[PROBLEM REQUIREMENTS]:
Your answer should be the exact lines of the data below from the one containing "entries = env.platform.commissions_for(&x.id).await.unwrap();" through the one containing "let mut referred_by: Option<String>"; please include nothing else.

[DATA FOR THIS EXERCISE]:
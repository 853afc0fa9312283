// End-to-end tests driving the platform through its public operations
// against an on-disk database.

use poweroyo_common::{
    account::AccountRole,
    api::NotifyEvent,
    commission::CommissionSchedule,
    config::COIN_VALUE,
    crypto::Id,
    kyc::KycStatus,
    transaction::{TransactionKind, TransactionStatus},
    withdrawal::{PayoutDetails, ReviewStatus},
};
use poweroyo_platform::{
    config::PlatformConfig,
    error::PlatformError,
    notifier::{ChannelSink, EventSink, Notification, NullSink},
    storage::{AccountProvider, SledStorage},
    Platform,
};
use std::sync::Arc;
use tempfile::TempDir;
use tokio::sync::mpsc::UnboundedReceiver;

fn payout() -> PayoutDetails {
    PayoutDetails {
        method: "bank-transfer".to_string(),
        destination: "0011223344".to_string(),
    }
}

struct TestEnv {
    platform: Platform<SledStorage>,
    admin: Id,
    // Keeps the database directory alive for the test's duration
    _dir: TempDir,
}

async fn setup_with_sink(sink: Arc<dyn EventSink>) -> TestEnv {
    let dir = TempDir::new().unwrap();
    let storage = SledStorage::open(dir.path().join("platform-db")).unwrap();
    let platform = Platform::new(storage, PlatformConfig::default(), sink);
    let admin = platform
        .register_account(None, AccountRole::Admin)
        .await
        .unwrap();
    TestEnv {
        platform,
        admin: admin.id,
        _dir: dir,
    }
}

async fn setup() -> TestEnv {
    setup_with_sink(Arc::new(NullSink)).await
}

// Credit a wallet through the deposit request + admin approval flow
async fn fund(env: &TestEnv, account: &Id, amount: u64) {
    let request = env
        .platform
        .request_deposit(account, amount, "TEST-FUNDING")
        .await
        .unwrap();
    env.platform
        .review_deposit(&env.admin, &request.id, true, None)
        .await
        .unwrap();
}

#[tokio::test]
async fn test_investment_without_referrer() {
    // Account X (wallet 1000.00, no referrer) invests 100.00
    let env = setup().await;
    let x = env
        .platform
        .register_account(None, AccountRole::User)
        .await
        .unwrap();
    fund(&env, &x.id, 1_000 * COIN_VALUE).await;

    let plan = env
        .platform
        .create_plan(&env.admin, "Starter", 100 * COIN_VALUE, 3 * COIN_VALUE, 40)
        .await
        .unwrap();
    let investment = env.platform.invest(&x.id, &plan.id).await.unwrap();

    let account = env.platform.account(&x.id).await.unwrap();
    assert_eq!(account.balance(), 900 * COIN_VALUE);

    let trail = env.platform.transaction_history(&x.id).await.unwrap();
    let investment_records: Vec<_> = trail
        .values()
        .filter(|r| r.kind == TransactionKind::Investment)
        .collect();
    assert_eq!(investment_records.len(), 1);
    assert_eq!(investment_records[0].amount, 100 * COIN_VALUE);
    assert_eq!(investment_records[0].status, TransactionStatus::Completed);
    assert_eq!(investment_records[0].reference, Some(investment.id));

    // No referral chain, no commission entries anywhere
    assert!(env.platform.commissions_for(&x.id).await.unwrap().is_empty());
}

#[tokio::test]
async fn test_single_level_referral() {
    // Y referred by X, X referred by nobody; Y invests 100.00 at 10%
    let env = setup().await;
    let x = env
        .platform
        .register_account(None, AccountRole::User)
        .await
        .unwrap();
    let y = env
        .platform
        .register_account(Some(&x.referral_code), AccountRole::User)
        .await
        .unwrap();
    fund(&env, &y.id, 100 * COIN_VALUE).await;

    let plan = env
        .platform
        .create_plan(&env.admin, "Starter", 100 * COIN_VALUE, 3 * COIN_VALUE, 40)
        .await
        .unwrap();
    env.platform.invest(&y.id, &plan.id).await.unwrap();

    let x = env.platform.account(&x.id).await.unwrap();
    assert_eq!(x.balance(), 10 * COIN_VALUE);
    assert_eq!(x.total_earnings(), 10 * COIN_VALUE);

    let entries = env.platform.commissions_for(&x.id).await.unwrap();
    assert_eq!(entries.len(), 1);
    assert_eq!(entries[0].level, 1);
    assert_eq!(entries[0].rate_bps, 1_000);
    assert_eq!(entries[0].amount, 10 * COIN_VALUE);

    // No level 2 entry exists for this investment
    let y_trail = env.platform.transaction_history(&y.id).await.unwrap();
    assert!(y_trail
        .values()
        .all(|r| r.kind != TransactionKind::Referral));
}

#[tokio::test]
async fn test_full_depth_cascade() {
    // Five ancestors, five configured levels: every level paid exactly once
    let env = setup().await;

    let mut ancestors = Vec::new();
    let mut referred_by: Option<String> = None;
    for _ in 0..5 {
        let account = env
            .platform
            .register_account(referred_by.as_deref(), AccountRole::User)
            .await
            .unwrap();
        referred_by = Some(account.referral_code.clone());
        ancestors.push(account);
    }
    // ancestors[4] is the closest; the investor is referred by it
    let investor = env
        .platform
        .register_account(referred_by.as_deref(), AccountRole::User)
        .await
        .unwrap();
    fund(&env, &investor.id, 100 * COIN_VALUE).await;

    let plan = env
        .platform
        .create_plan(&env.admin, "Starter", 100 * COIN_VALUE, 3 * COIN_VALUE, 40)
        .await
        .unwrap();
    env.platform.invest(&investor.id, &plan.id).await.unwrap();

    // Default schedule: 10%, 5%, 3%, 2%, 1% of 100.00
    let expected = [10_00u64, 5_00, 3_00, 2_00, 1_00];
    for (distance, expected_amount) in expected.iter().enumerate() {
        let ancestor = &ancestors[4 - distance];
        let account = env.platform.account(&ancestor.id).await.unwrap();
        assert_eq!(account.balance(), *expected_amount);
        assert_eq!(account.total_earnings(), *expected_amount);

        let entries = env.platform.commissions_for(&ancestor.id).await.unwrap();
        assert_eq!(entries.len(), 1);
        assert_eq!(entries[0].level as usize, distance + 1);
    }
}

#[tokio::test]
async fn test_broken_referral_chain_is_silent() {
    // Historical data may carry a code that no longer resolves; the
    // investment must still settle with zero commission entries
    let env = setup().await;
    let user = env
        .platform
        .register_account(None, AccountRole::User)
        .await
        .unwrap();
    fund(&env, &user.id, 100 * COIN_VALUE).await;

    // Corrupt the upward link directly in storage
    {
        let mut storage = env.platform.storage().write().await;
        let mut account = storage.get_account(&user.id).await.unwrap().unwrap();
        account.referred_by = Some("GONE0000".to_string());
        storage.save_account(&account).await.unwrap();
    }

    let plan = env
        .platform
        .create_plan(&env.admin, "Starter", 100 * COIN_VALUE, 3 * COIN_VALUE, 40)
        .await
        .unwrap();
    let investment = env.platform.invest(&user.id, &plan.id).await.unwrap();

    let account = env.platform.account(&user.id).await.unwrap();
    assert_eq!(account.balance(), 0);
    assert_eq!(investment.amount, 100 * COIN_VALUE);
}

#[tokio::test]
async fn test_custom_schedule_truncated_by_chain_length() {
    // Two ancestors, three configured levels: exactly two entries
    let env = setup().await;
    env.platform
        .set_commission_schedule(&env.admin, CommissionSchedule::new(vec![1000, 500, 300]))
        .await
        .unwrap();

    let grandparent = env
        .platform
        .register_account(None, AccountRole::User)
        .await
        .unwrap();
    let parent = env
        .platform
        .register_account(Some(&grandparent.referral_code), AccountRole::User)
        .await
        .unwrap();
    let investor = env
        .platform
        .register_account(Some(&parent.referral_code), AccountRole::User)
        .await
        .unwrap();
    fund(&env, &investor.id, 100 * COIN_VALUE).await;

    let plan = env
        .platform
        .create_plan(&env.admin, "Starter", 100 * COIN_VALUE, 3 * COIN_VALUE, 40)
        .await
        .unwrap();
    env.platform.invest(&investor.id, &plan.id).await.unwrap();

    assert_eq!(
        env.platform
            .commissions_for(&parent.id)
            .await
            .unwrap()
            .len(),
        1
    );
    assert_eq!(
        env.platform
            .commissions_for(&grandparent.id)
            .await
            .unwrap()
            .len(),
        1
    );
}

#[tokio::test]
async fn test_withdrawal_gate_end_to_end() {
    let env = setup().await;
    let user = env
        .platform
        .register_account(None, AccountRole::User)
        .await
        .unwrap();
    fund(&env, &user.id, 10_000 * COIN_VALUE).await;

    // Build 450.00 of approved history
    let request = env
        .platform
        .request_withdrawal(&user.id, 450 * COIN_VALUE, payout())
        .await
        .unwrap();
    env.platform
        .review_withdrawal(&env.admin, &request.id, true, None)
        .await
        .unwrap();

    // Exactly at the limit passes, one unit above requires KYC
    let at_limit = env
        .platform
        .check_withdrawal_eligibility(&user.id, 50 * COIN_VALUE)
        .await;
    assert!(at_limit.can_withdraw);

    let over_limit = env
        .platform
        .check_withdrawal_eligibility(&user.id, 50 * COIN_VALUE + 1)
        .await;
    assert!(!over_limit.can_withdraw);
    assert!(over_limit.requires_kyc);

    // An approved KYC unblocks any amount
    env.platform.submit_kyc(&user.id).await.unwrap();
    env.platform
        .review_kyc(&env.admin, &user.id, true, None)
        .await
        .unwrap();

    let unblocked = env
        .platform
        .check_withdrawal_eligibility(&user.id, 5_000 * COIN_VALUE)
        .await;
    assert!(unblocked.can_withdraw);
    assert!(!unblocked.requires_kyc);

    let request = env
        .platform
        .request_withdrawal(&user.id, 5_000 * COIN_VALUE, payout())
        .await
        .unwrap();
    let reviewed = env
        .platform
        .review_withdrawal(&env.admin, &request.id, true, None)
        .await
        .unwrap();
    assert_eq!(reviewed.status, ReviewStatus::Approved);

    let account = env.platform.account(&user.id).await.unwrap();
    assert_eq!(account.balance(), (10_000 - 450 - 5_000) * COIN_VALUE);
    assert_eq!(account.kyc_status, KycStatus::Approved);
}

#[tokio::test]
async fn test_withdrawal_protocol_invariants() {
    let env = setup().await;
    let user = env
        .platform
        .register_account(None, AccountRole::User)
        .await
        .unwrap();
    fund(&env, &user.id, 100 * COIN_VALUE).await;

    let request = env
        .platform
        .request_withdrawal(&user.id, 60 * COIN_VALUE, payout())
        .await
        .unwrap();

    // Submission holds, it does not deduct
    assert_eq!(
        env.platform.account(&user.id).await.unwrap().balance(),
        100 * COIN_VALUE
    );

    // One outstanding request per account
    let err = env
        .platform
        .request_withdrawal(&user.id, COIN_VALUE, payout())
        .await
        .unwrap_err();
    assert!(matches!(err, PlatformError::PendingWithdrawalExists));

    // Approval settles and finalizes
    env.platform
        .review_withdrawal(&env.admin, &request.id, true, None)
        .await
        .unwrap();
    assert_eq!(
        env.platform.account(&user.id).await.unwrap().balance(),
        40 * COIN_VALUE
    );

    // Re-processing the settled request changes nothing
    let err = env
        .platform
        .review_withdrawal(&env.admin, &request.id, false, None)
        .await
        .unwrap_err();
    assert!(matches!(err, PlatformError::AlreadyProcessed { .. }));
    assert_eq!(
        env.platform.account(&user.id).await.unwrap().balance(),
        40 * COIN_VALUE
    );
}

#[tokio::test]
async fn test_notifications_emitted() {
    let (sink, mut receiver) = ChannelSink::new();
    let env = setup_with_sink(Arc::new(sink)).await;

    let x = env
        .platform
        .register_account(None, AccountRole::User)
        .await
        .unwrap();
    let y = env
        .platform
        .register_account(Some(&x.referral_code), AccountRole::User)
        .await
        .unwrap();
    fund(&env, &y.id, 100 * COIN_VALUE).await;

    let plan = env
        .platform
        .create_plan(&env.admin, "Starter", 100 * COIN_VALUE, 3 * COIN_VALUE, 40)
        .await
        .unwrap();
    env.platform.invest(&y.id, &plan.id).await.unwrap();

    let events = drain(&mut receiver);
    // Funding produced a deposit review event
    assert!(events
        .iter()
        .any(|n| n.event == NotifyEvent::DepositReviewed && n.account == y.id));
    assert!(events
        .iter()
        .any(|n| n.event == NotifyEvent::InvestmentCreated && n.account == y.id));
    assert!(events
        .iter()
        .any(|n| n.event == NotifyEvent::CommissionPaid && n.account == x.id));
}

#[tokio::test]
async fn test_reopen_keeps_state() {
    let dir = TempDir::new().unwrap();
    let path = dir.path().join("platform-db");

    let (admin_id, user_id, code) = {
        let storage = SledStorage::open(&path).unwrap();
        let platform = Platform::new(storage, PlatformConfig::default(), Arc::new(NullSink));
        let admin = platform
            .register_account(None, AccountRole::Admin)
            .await
            .unwrap();
        let user = platform
            .register_account(None, AccountRole::User)
            .await
            .unwrap();
        let request = platform
            .request_deposit(&user.id, 77 * COIN_VALUE, "TXN-77")
            .await
            .unwrap();
        platform
            .review_deposit(&admin.id, &request.id, true, None)
            .await
            .unwrap();
        platform.storage().read().await.flush().await.unwrap();
        (admin.id, user.id, user.referral_code.clone())
    };

    let storage = SledStorage::open(&path).unwrap();
    let platform = Platform::new(storage, PlatformConfig::default(), Arc::new(NullSink));

    let user = platform.account(&user_id).await.unwrap();
    assert_eq!(user.balance(), 77 * COIN_VALUE);
    assert_eq!(user.referral_code, code);

    let admin = platform.account(&admin_id).await.unwrap();
    assert!(admin.role.is_admin());
}

fn drain(receiver: &mut UnboundedReceiver<Notification>) -> Vec<Notification> {
    let mut events = Vec::new();
    while let Ok(notification) = receiver.try_recv() {
        events.push(notification);
    }
    events
}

[EXPECTED ANSWER]:
    let entries = env.platform.commissions_for(&x.id).await.unwrap();
    assert_eq!(entries.len(), 1);
    assert_eq!(entries[0].level, 1);
    assert_eq!(entries[0].rate_bps, 1_000);
    assert_eq!(entries[0].amount, 10 * COIN_VALUE);

    // No level 2 entry exists for this investment
    let y_trail = env.platform.transaction_history(&y.id).await.unwrap();
    assert!(y_trail
        .values()
        .all(|r| r.kind != TransactionKind::Referral));
}

#[tokio::test]
async fn test_full_depth_cascade() {
    // Five ancestors, five configured levels: every level paid exactly once
    let env = setup().await;

    let mut ancestors = Vec::new();
    let mut referred_by: Option<String> = None;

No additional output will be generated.